> [EXERCISE]: Report every line of the data where the string "next" appears.

> [EXERCISE INPUTS]:
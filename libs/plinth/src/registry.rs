//! Two-phase component registry.
//!
//! Startup phase: a [`RegistryBuilder`] walks provider manifests in declared
//! order, awaiting each initializer to completion before the next one starts.
//! Serving phase: [`RegistryBuilder::freeze`] produces an immutable
//! [`ComponentRegistry`] that any number of request tasks may read without
//! locking.
//!
//! Components are stored as `Arc<T>` behind `Box<dyn Any>` and downcast on
//! read, so `T` may be a trait object (`dyn DocumentExists`). Re-registering
//! a name silently overwrites the previous value; the last write is what
//! `get` observes.

use std::any::Any;
use std::collections::HashMap;
use std::sync::Arc;

use futures::future::BoxFuture;
use thiserror::Error;

use crate::context::ProviderCtx;

/// A component as stored: `Arc<T>` erased behind `Any`.
pub type SharedComponent = Box<dyn Any + Send + Sync>;

type InitFn =
    Box<dyn Fn(ProviderCtx) -> BoxFuture<'static, anyhow::Result<SharedComponent>> + Send + Sync>;

/// A named provider declaration: the (name, initializer) pair that produces a
/// component. Initialization is always a task; synchronous work is a task
/// that completes immediately.
pub struct Provider {
    name: &'static str,
    init: InitFn,
}

impl Provider {
    /// Provider whose initializer resolves to a concrete value.
    pub fn new<F, Fut, T>(name: &'static str, init: F) -> Self
    where
        F: Fn(ProviderCtx) -> Fut + Send + Sync + 'static,
        Fut: std::future::Future<Output = anyhow::Result<T>> + Send + 'static,
        T: Send + Sync + 'static,
    {
        Self {
            name,
            init: Box::new(move |ctx| {
                let fut = init(ctx);
                Box::pin(async move {
                    let value = fut.await?;
                    Ok(Box::new(Arc::new(value)) as SharedComponent)
                })
            }),
        }
    }

    /// Provider whose initializer resolves to an `Arc`, typically an
    /// `Arc<dyn Trait>` (e.g. the `document_exists` checker).
    pub fn new_arc<F, Fut, T>(name: &'static str, init: F) -> Self
    where
        F: Fn(ProviderCtx) -> Fut + Send + Sync + 'static,
        Fut: std::future::Future<Output = anyhow::Result<Arc<T>>> + Send + 'static,
        T: ?Sized + Send + Sync + 'static,
    {
        Self {
            name,
            init: Box::new(move |ctx| {
                let fut = init(ctx);
                Box::pin(async move {
                    let value = fut.await?;
                    Ok(Box::new(value) as SharedComponent)
                })
            }),
        }
    }

    pub fn name(&self) -> &'static str {
        self.name
    }
}

impl std::fmt::Debug for Provider {
    fn fmt(&self, f: &mut std::fmt::Formatter<'_>) -> std::fmt::Result {
        f.debug_struct("Provider").field("name", &self.name).finish()
    }
}

/// An explicit, ordered manifest of providers. Replaces runtime discovery:
/// registration order is exactly the declared order.
pub struct ProviderSet {
    name: &'static str,
    providers: Vec<Provider>,
}

impl ProviderSet {
    pub fn new(name: &'static str) -> Self {
        Self {
            name,
            providers: Vec::new(),
        }
    }

    pub fn with(mut self, provider: Provider) -> Self {
        self.providers.push(provider);
        self
    }

    pub fn push(&mut self, provider: Provider) {
        self.providers.push(provider);
    }

    pub fn name(&self) -> &'static str {
        self.name
    }

    pub fn providers(&self) -> &[Provider] {
        &self.providers
    }
}

/// Structured errors for the component registry.
#[derive(Debug, Error)]
pub enum RegistryError {
    /// `get` on an unregistered name. A programming error surfaced
    /// immediately; never retried.
    #[error("component '{0}' is not registered")]
    ComponentMissing(String),

    /// The stored component is not of the requested type.
    #[error("component '{name}' has unexpected type")]
    TypeMismatch { name: String },

    /// A provider initializer failed; aborts the whole startup sequence.
    #[error("initialization failed for provider '{provider}'")]
    Init {
        provider: &'static str,
        #[source]
        source: anyhow::Error,
    },
}

/// Mutable registry handle for the startup phase.
#[derive(Default)]
pub struct RegistryBuilder {
    components: HashMap<String, SharedComponent>,
}

impl RegistryBuilder {
    pub fn new() -> Self {
        Self::default()
    }

    /// Register every provider of the set, in declared order. Each
    /// initializer is awaited to completion before the next begins; the
    /// first failure aborts the whole sequence (startup failure is fatal,
    /// not retried, not partially rolled back).
    pub async fn register_set(
        &mut self,
        ctx: &ProviderCtx,
        set: &ProviderSet,
    ) -> Result<(), RegistryError> {
        tracing::debug!(set = set.name, "registering provider set");
        for provider in set.providers() {
            self.register(ctx, provider).await?;
        }
        Ok(())
    }

    /// Invoke a provider's initializer with the ambient context and store the
    /// result under the provider's name.
    pub async fn register(
        &mut self,
        ctx: &ProviderCtx,
        provider: &Provider,
    ) -> Result<(), RegistryError> {
        tracing::debug!(component = provider.name, "registering component");
        let instance = (provider.init)(ctx.clone())
            .await
            .map_err(|source| RegistryError::Init {
                provider: provider.name,
                source,
            })?;
        self.insert(provider.name.to_string(), instance);
        Ok(())
    }

    /// Direct registration bypassing initializer invocation.
    pub fn register_instance<T>(&mut self, name: impl Into<String>, instance: Arc<T>)
    where
        T: ?Sized + Send + Sync + 'static,
    {
        self.insert(name.into(), Box::new(instance));
    }

    fn insert(&mut self, name: String, instance: SharedComponent) {
        if self.components.contains_key(&name) {
            // Last write wins; kept observable rather than promoted to an error.
            tracing::debug!(component = %name, "overwriting existing registration");
        }
        self.components.insert(name, instance);
    }

    pub fn exists(&self, name: &str) -> bool {
        self.components.contains_key(name)
    }

    /// End the startup phase. The returned handle is read-only.
    pub fn freeze(self) -> ComponentRegistry {
        tracing::debug!(
            components = self.components.len(),
            "freezing component registry"
        );
        ComponentRegistry {
            components: self.components,
        }
    }
}

/// Read-only registry handle for the serving phase. Shared via `Arc`;
/// concurrent reads need no locking.
pub struct ComponentRegistry {
    components: HashMap<String, SharedComponent>,
}

impl ComponentRegistry {
    /// Resolve a component by name, downcasting the stored `Arc<T>`.
    /// [`RegistryError::ComponentMissing`] is the only expected error path;
    /// a type mismatch means the call site and the provider disagree.
    pub fn get<T>(&self, name: &str) -> Result<Arc<T>, RegistryError>
    where
        T: ?Sized + Send + Sync + 'static,
    {
        let boxed = self
            .components
            .get(name)
            .ok_or_else(|| RegistryError::ComponentMissing(name.to_string()))?;

        boxed
            .downcast_ref::<Arc<T>>()
            .cloned()
            .ok_or_else(|| RegistryError::TypeMismatch {
                name: name.to_string(),
            })
    }

    /// Membership test; never fails.
    pub fn exists(&self, name: &str) -> bool {
        self.components.contains_key(name)
    }

    pub fn len(&self) -> usize {
        self.components.len()
    }

    pub fn is_empty(&self) -> bool {
        self.components.is_empty()
    }
}

impl std::fmt::Debug for ComponentRegistry {
    fn fmt(&self, f: &mut std::fmt::Formatter<'_>) -> std::fmt::Result {
        let mut names: Vec<&str> = self.components.keys().map(String::as_str).collect();
        names.sort_unstable();
        f.debug_struct("ComponentRegistry")
            .field("components", &names)
            .finish()
    }
}
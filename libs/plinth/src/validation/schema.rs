//! Schema model: per-field rule sets, declared once per handler and reused
//! across requests.

use serde_json::Value;

/// A named custom check plus its configuration, resolved against the
/// engine's check table at validation time.
#[derive(Debug, Clone)]
pub struct CheckSpec {
    pub name: String,
    pub config: Value,
}

/// Rule set for a single field. All parts are optional; declaration order of
/// checks is the execution order.
#[derive(Debug, Clone, Default)]
pub struct FieldRule {
    type_tag: Option<String>,
    required: bool,
    default_setter: Option<String>,
    coerce: Option<String>,
    checks: Vec<CheckSpec>,
}

impl FieldRule {
    pub fn new() -> Self {
        Self::default()
    }

    /// Declared type tag, verified after coercion ("string", "integer",
    /// "object_id", "file", ...).
    pub fn typed(mut self, tag: impl Into<String>) -> Self {
        self.type_tag = Some(tag.into());
        self
    }

    pub fn required(mut self) -> Self {
        self.required = true;
        self
    }

    /// Default setter applied when the input value is missing; the coercion
    /// still runs on the synthesized value.
    pub fn default_setter(mut self, name: impl Into<String>) -> Self {
        self.default_setter = Some(name.into());
        self
    }

    pub fn coerce(mut self, name: impl Into<String>) -> Self {
        self.coerce = Some(name.into());
        self
    }

    pub fn check(mut self, name: impl Into<String>, config: Value) -> Self {
        self.checks.push(CheckSpec {
            name: name.into(),
            config,
        });
        self
    }

    // ---- read accessors used by the engine ----

    pub fn type_tag(&self) -> Option<&str> {
        self.type_tag.as_deref()
    }

    pub fn is_required(&self) -> bool {
        self.required
    }

    pub fn default_setter_name(&self) -> Option<&str> {
        self.default_setter.as_deref()
    }

    pub fn coercion_name(&self) -> Option<&str> {
        self.coerce.as_deref()
    }

    pub fn checks(&self) -> &[CheckSpec] {
        &self.checks
    }
}

/// Field name → rule set, in declaration order. Static configuration:
/// constructed once, shared read-only across requests.
#[derive(Debug, Clone, Default)]
pub struct Schema {
    fields: Vec<(String, FieldRule)>,
}

impl Schema {
    pub fn builder() -> SchemaBuilder {
        SchemaBuilder::default()
    }

    pub fn fields(&self) -> impl Iterator<Item = (&str, &FieldRule)> {
        self.fields.iter().map(|(n, r)| (n.as_str(), r))
    }

    pub fn contains(&self, name: &str) -> bool {
        self.fields.iter().any(|(n, _)| n == name)
    }

    pub fn len(&self) -> usize {
        self.fields.len()
    }

    pub fn is_empty(&self) -> bool {
        self.fields.is_empty()
    }
}

#[derive(Debug, Default)]
pub struct SchemaBuilder {
    fields: Vec<(String, FieldRule)>,
}

impl SchemaBuilder {
    /// Add a field rule. Re-declaring a field replaces the previous rule in
    /// place, keeping the original position.
    pub fn field(mut self, name: impl Into<String>, rule: FieldRule) -> Self {
        let name = name.into();
        if let Some(slot) = self.fields.iter_mut().find(|(n, _)| *n == name) {
            slot.1 = rule;
        } else {
            self.fields.push((name, rule));
        }
        self
    }

    pub fn build(self) -> Schema {
        Schema {
            fields: self.fields,
        }
    }
}
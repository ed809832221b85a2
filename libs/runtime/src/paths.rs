use anyhow::{Context, Result};
use std::path::PathBuf;

/// Resolve the server home directory.
///
/// - `None` or empty => `$HOME/<default_subdir>` (`%APPDATA%` on Windows).
/// - A leading `~` is expanded against the platform home.
/// - Relative paths are resolved against the current directory.
///
/// When `create` is set the directory is created if missing.
pub fn resolve_home_dir(
    configured: Option<String>,
    default_subdir: &str,
    create: bool,
) -> Result<PathBuf> {
    let resolved = match configured.filter(|s| !s.trim().is_empty()) {
        None => platform_home()?.join(default_subdir),
        Some(raw) => {
            if let Some(rest) = raw.strip_prefix("~/").or_else(|| raw.strip_prefix("~\\")) {
                platform_home()?.join(rest)
            } else if raw == "~" {
                platform_home()?
            } else {
                let p = PathBuf::from(&raw);
                if p.is_absolute() {
                    p
                } else {
                    std::env::current_dir()
                        .context("cannot resolve current directory")?
                        .join(p)
                }
            }
        }
    };

    if create {
        std::fs::create_dir_all(&resolved)
            .with_context(|| format!("cannot create home dir {}", resolved.display()))?;
    }
    Ok(resolved)
}

fn platform_home() -> Result<PathBuf> {
    #[cfg(target_os = "windows")]
    let var = "APPDATA";
    #[cfg(not(target_os = "windows"))]
    let var = "HOME";

    std::env::var_os(var)
        .map(PathBuf::from)
        .with_context(|| format!("{var} is not set"))
}

#[cfg(test)]
mod tests {
    use super::*;
    use tempfile::tempdir;

    #[test]
    fn default_subdir_under_home() {
        let tmp = tempdir().unwrap();
        #[cfg(not(target_os = "windows"))]
        std::env::set_var("HOME", tmp.path());
        #[cfg(target_os = "windows")]
        std::env::set_var("APPDATA", tmp.path());

        let p = resolve_home_dir(None, ".plinth", true).unwrap();
        assert!(p.starts_with(tmp.path()));
        assert!(p.ends_with(".plinth"));
        assert!(p.exists());
    }

    #[test]
    fn tilde_is_expanded() {
        let tmp = tempdir().unwrap();
        #[cfg(not(target_os = "windows"))]
        std::env::set_var("HOME", tmp.path());
        #[cfg(target_os = "windows")]
        std::env::set_var("APPDATA", tmp.path());

        let p = resolve_home_dir(Some("~/.custom".into()), ".plinth", false).unwrap();
        assert!(p.starts_with(tmp.path()));
        assert!(p.ends_with(".custom"));
    }

    #[test]
    fn absolute_path_kept_as_is() {
        let tmp = tempdir().unwrap();
        let abs = tmp.path().join("explicit");
        let p = resolve_home_dir(Some(abs.to_string_lossy().into_owned()), ".plinth", true).unwrap();
        assert_eq!(p, abs);
        assert!(p.exists());
    }
}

> [RESPONSE BOX]:
//! order, awaiting each initializer to completion before the next one starts.
    /// initializer is awaited to completion before the next begins; the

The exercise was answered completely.